Return, exactly as written, every line from the first line of the data below through the line that contains "the headers it".

(Saved entries)
--- START ---
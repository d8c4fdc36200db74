//! Driving a slice's sync request to completion
//!
//! A refresh is a single pass that gives up on the first bisection. A limited
//! sync is a single pass over its window. A deepening sync keeps stepping
//! into the past, one window per pass, until the slice has the headers it
//! wants or nothing older is left on the server.

use super::connection::FolderConnection;
use super::coordinator::{BisectDecision, BisectInfo, PassOutcome, SyncCoordinator, SyncError, SyncReport};
use super::timing;
use crate::config::SyncConfig;
use crate::date::{DateWindow, OLDEST_SYNC_DATE, make_days_before, quantize_date};
use crate::storage::{FolderStorage, SyncKind, SyncRequest};

pub struct FolderSyncer {
    config: SyncConfig,
    bisect_limit: usize,
}

/// Progress of a deepening sync between passes
#[derive(Debug, Clone, Copy)]
struct Deepening {
    /// Oldest point synced so far
    cur_start: i64,
    day_step: i64,
    /// Bisection found dense mail down to here; don't grow steps before
    /// the sync is past it
    do_not_grow_before: Option<i64>,
}

impl FolderSyncer {
    pub fn new(config: &SyncConfig) -> Self {
        Self {
            config: config.clone(),
            bisect_limit: config.bisect_limit,
        }
    }

    pub fn with_bisect_limit(mut self, bisect_limit: usize) -> Self {
        self.bisect_limit = bisect_limit;
        self
    }

    fn coordinator(&self, now: i64) -> SyncCoordinator {
        SyncCoordinator::new(&self.config, now).with_bisect_limit(self.bisect_limit)
    }

    /// Run `request` for its slice.
    ///
    /// Returns a follow-up request when the sync turned into a different one,
    /// e.g. a refresh that found too much new mail.
    pub fn run(
        &self,
        storage: &mut FolderStorage,
        conn: &mut dyn FolderConnection,
        request: &SyncRequest,
        now: i64,
    ) -> Result<Option<SyncRequest>, SyncError> {
        log::debug!("Running {:?} sync of {} for {}", request.kind, request.window, request.slice_id);
        match request.kind {
            SyncKind::Refresh => self.refresh(storage, conn, request, now),
            SyncKind::Limited => {
                let mut coordinator = self.coordinator(now);
                coordinator.sync_date_range(storage, conn, request.window, &mut |_: &BisectInfo| {
                    BisectDecision::Continue
                })?;
                storage.on_sync_completed(request.slice_id, conn.total_messages(), true, false, now);
                Ok(None)
            }
            SyncKind::Deepen { .. } => {
                self.deepen(storage, conn, request, now)?;
                Ok(None)
            }
        }
    }

    fn refresh(
        &self,
        storage: &mut FolderStorage,
        conn: &mut dyn FolderConnection,
        request: &SyncRequest,
        now: i64,
    ) -> Result<Option<SyncRequest>, SyncError> {
        let mut coordinator = self.coordinator(now);
        let outcome = coordinator.sync_date_range(storage, conn, request.window, &mut |_: &BisectInfo| {
            BisectDecision::Abort
        })?;
        match outcome {
            PassOutcome::Synced(_) => {
                storage.finish_refresh(request.slice_id);
                Ok(None)
            }
            PassOutcome::Aborted(info) => {
                log::info!(
                    "Refresh of {} found {} messages in {}; starting over from now",
                    request.slice_id,
                    info.num_headers,
                    info.old_window
                );
                Ok(storage.refresh_exploded(request.slice_id, now))
            }
        }
    }

    fn deepen(
        &self,
        storage: &mut FolderStorage,
        conn: &mut dyn FolderConnection,
        request: &SyncRequest,
        now: i64,
    ) -> Result<(), SyncError> {
        let mut coordinator = self.coordinator(now);
        let mut window = request.window;
        let mut state = Deepening {
            cur_start: window.effective_start(),
            day_step: self.config.initial_sync_days.max(1),
            do_not_grow_before: None,
        };

        loop {
            let mut last_bisect: Option<BisectInfo> = None;
            let outcome = coordinator.sync_date_range(storage, conn, window, &mut |info: &BisectInfo| {
                last_bisect = Some(*info);
                BisectDecision::Continue
            })?;
            let report = match outcome {
                PassOutcome::Synced(report) => report,
                // Deepening never aborts a bisection
                PassOutcome::Aborted(_) => return Ok(()),
            };

            if let Some(info) = last_bisect {
                state.do_not_grow_before = Some(info.old_window.effective_start());
                state.day_step = info.day_step;
            }
            state.cur_start = report.window.effective_start();

            let exhausted = state.cur_start <= OLDEST_SYNC_DATE;
            let wants_more = storage.on_sync_completed(
                request.slice_id,
                conn.total_messages(),
                false,
                exhausted,
                now,
            );
            if !wants_more || exhausted {
                return Ok(());
            }

            window = self.next_window(&mut state, &report, now);
            log::debug!(
                "Deepening {} into {} (step {} days)",
                request.slice_id,
                window,
                state.day_step
            );
        }
    }

    /// The window just before `state.cur_start`, growing the step after an
    /// empty pass unless a bisection said mail is dense here
    fn next_window(&self, state: &mut Deepening, report: &SyncReport, now: i64) -> DateWindow {
        let still_dense = state
            .do_not_grow_before
            .is_some_and(|boundary| state.cur_start > boundary);
        if !report.saw_messages() && !still_dense {
            let days_back = timing::days_in_past(state.cur_start, quantize_date(now));
            state.day_step = timing::grown_day_step(state.day_step, days_back, &self.config);
        }
        let start = make_days_before(state.cur_start, state.day_step).max(OLDEST_SYNC_DATE);
        DateWindow::between(start, state.cur_start)
    }
}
--- END ---
EXERCISE SOLUTION:
repository d8c4fdc36200db74
//! Driving a slice's sync request to completion
//!
//! A refresh is a single pass that gives up on the first bisection. A limited
//! sync is a single pass over its window. A deepening sync keeps stepping
//! into the past, one window per pass, until the slice has the headers it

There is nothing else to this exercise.